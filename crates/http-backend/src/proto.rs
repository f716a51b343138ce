use little_chat_model::{ChatReply, ChatRequest, Role, Turn};
use serde::{Deserialize, Serialize};

// ----------------------
// Types sent to the server
// ----------------------

#[derive(Clone, Debug, PartialEq, Eq, Hash, Serialize)]
#[serde(tag = "role", rename_all = "lowercase")]
pub enum Message {
    User { content: String },
    Assistant { content: String },
}

#[derive(Clone, Debug, PartialEq, Eq, Hash, Serialize)]
pub struct ChatPayload {
    history: Vec<Message>,
}

// ------------------------------
// Types received from the server
// ------------------------------

#[derive(Clone, Debug, PartialEq, Eq, Hash, Deserialize)]
pub struct ChatResponse {
    pub response: String,
}

// -----------
// Conversions
// -----------

#[inline]
pub fn create_payload(req: &ChatRequest) -> ChatPayload {
    ChatPayload {
        history: req.history.iter().map(create_message).collect(),
    }
}

#[inline]
fn create_message(turn: &Turn) -> Message {
    let content = turn.content().to_owned();
    match turn.role() {
        Role::User => Message::User { content },
        Role::Assistant => Message::Assistant { content },
    }
}

#[inline]
pub fn parse_reply(body: &[u8]) -> Result<ChatReply, serde_json::Error> {
    let resp: ChatResponse = serde_json::from_slice(body)?;
    Ok(ChatReply::new(resp.response))
}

• [EXERCISE DESCRIPTION]: Given the records above, return exactly the lines starting at the line containing "from the server" and ending at the line containing "Role::User => Message::User", including both.

• [OUTPUT OF THE TASK]:
// Types received from the server
// ------------------------------

#[derive(Clone, Debug, PartialEq, Eq, Hash, Deserialize)]
pub struct ChatResponse {
    pub response: String,
}

// -----------
// Conversions
// -----------

#[inline]
pub fn create_payload(req: &ChatRequest) -> ChatPayload {
    ChatPayload {
        history: req.history.iter().map(create_message).collect(),
    }
}

#[inline]
fn create_message(turn: &Turn) -> Message {
    let content = turn.content().to_owned();
    match turn.role() {
        Role::User => Message::User { content },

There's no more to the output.